■ **Problem to solve**: Among the entries below, how many lines have the word "GenerationRequest"? Answer only with the number.

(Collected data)
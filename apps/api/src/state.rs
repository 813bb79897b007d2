use crate::boolean::generator::BooleanGenerator;
use crate::boolean::session::SessionStore;
use crate::config::Config;

/// Shared application state injected into all route handlers via Axum extractors.
#[derive(Clone)]
pub struct AppState {
    pub generator: BooleanGenerator,
    /// Live refinement sessions, keyed by id. In memory only.
    pub sessions: SessionStore,
    pub config: Config,
}
// Boolean search-string generation.
// Implements: prompt composition, the initial/refined generation protocol, session capture.
// All backend calls go through llm_client::TextBackend — no direct HTTP calls here.

pub mod composer;
pub mod generator;
pub mod handlers;
pub mod prompts;
pub mod session;
//! Axum route handlers for the Boolean API.

use axum::{
    extract::{Path, State},
    http::StatusCode,
    Json,
};
use serde::{Deserialize, Serialize};
use uuid::Uuid;

use crate::boolean::composer::{GenerationRequest, PromptMode};
use crate::boolean::session::Session;
use crate::errors::AppError;
use crate::state::AppState;

/// NOT filters applied when the client does not send any.
pub const DEFAULT_NOT_FILTERS: &str = "\"intern\", \"fresher\"";

fn default_not_filters() -> String {
    DEFAULT_NOT_FILTERS.to_string()
}

// ────────────────────────────────────────────────────────────────────────────
// Request / Response types
// ────────────────────────────────────────────────────────────────────────────

#[derive(Debug, Deserialize)]
pub struct GenerateRequest {
    pub jd_text: String,
    #[serde(default = "default_not_filters")]
    pub not_filters: String,
}

/// Refinement carries only the context. JD and NOT filters come from the session.
#[derive(Debug, Deserialize)]
pub struct RefineRequest {
    pub context: String,
}

#[derive(Debug, Deserialize)]
pub struct PreviewRequest {
    pub jd_text: String,
    #[serde(default = "default_not_filters")]
    pub not_filters: String,
    pub context: Option<String>,
}

#[derive(Debug, Serialize)]
pub struct BooleanResponse {
    pub session_id: Uuid,
    pub mode: PromptMode,
    /// Raw Markdown from the backend, expected (not guaranteed) to hold
    /// `### Buckets` and `### Boolean` sections.
    pub result: String,
}

// ────────────────────────────────────────────────────────────────────────────
// Handlers
// ────────────────────────────────────────────────────────────────────────────

/// POST /api/v1/boolean
///
/// First-pass generation. Opens a new session on success.
pub async fn handle_generate(
    State(state): State<AppState>,
    Json(request): Json<GenerateRequest>,
) -> Result<Json<BooleanResponse>, AppError> {
    let initial = state
        .generator
        .generate_initial(&request.jd_text, &request.not_filters)
        .await?;

    let session_id = initial.session.id;
    state.sessions.insert(initial.session).await;

    Ok(Json(BooleanResponse {
        session_id,
        mode: PromptMode::JdOnly,
        result: initial.result,
    }))
}

/// POST /api/v1/boolean/:session_id/refine
///
/// Hard-filter refinement against the JD and NOT filters captured by the session.
pub async fn handle_refine(
    State(state): State<AppState>,
    Path(session_id): Path<Uuid>,
    Json(request): Json<RefineRequest>,
) -> Result<Json<BooleanResponse>, AppError> {
    let session = find_session(&state, session_id).await?;

    let result = state
        .generator
        .generate_refined(&session, &request.context)
        .await?;

    Ok(Json(BooleanResponse {
        session_id,
        mode: PromptMode::StrictContext,
        result,
    }))
}

/// GET /api/v1/boolean/:session_id
pub async fn handle_get_session(
    State(state): State<AppState>,
    Path(session_id): Path<Uuid>,
) -> Result<Json<Session>, AppError> {
    Ok(Json(find_session(&state, session_id).await?))
}

/// DELETE /api/v1/boolean/:session_id
pub async fn handle_end_session(
    State(state): State<AppState>,
    Path(session_id): Path<Uuid>,
) -> Result<StatusCode, AppError> {
    if state.sessions.remove(session_id).await {
        Ok(StatusCode::NO_CONTENT)
    } else {
        Err(AppError::NotFound(format!("Session {session_id} not found")))
    }
}

/// POST /api/v1/boolean/preview
///
/// Returns the exact instruction that would be sent, without calling the backend.
pub async fn handle_preview(Json(request): Json<PreviewRequest>) -> Json<GenerationRequest> {
    Json(GenerationRequest::compose(
        &request.jd_text,
        &request.not_filters,
        request.context.as_deref(),
    ))
}

async fn find_session(state: &AppState, session_id: Uuid) -> Result<Session, AppError> {
    state
        .sessions
        .get(session_id)
        .await
        .ok_or_else(|| AppError::NotFound(format!("Session {session_id} not found")))
}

■ **Response box**: 3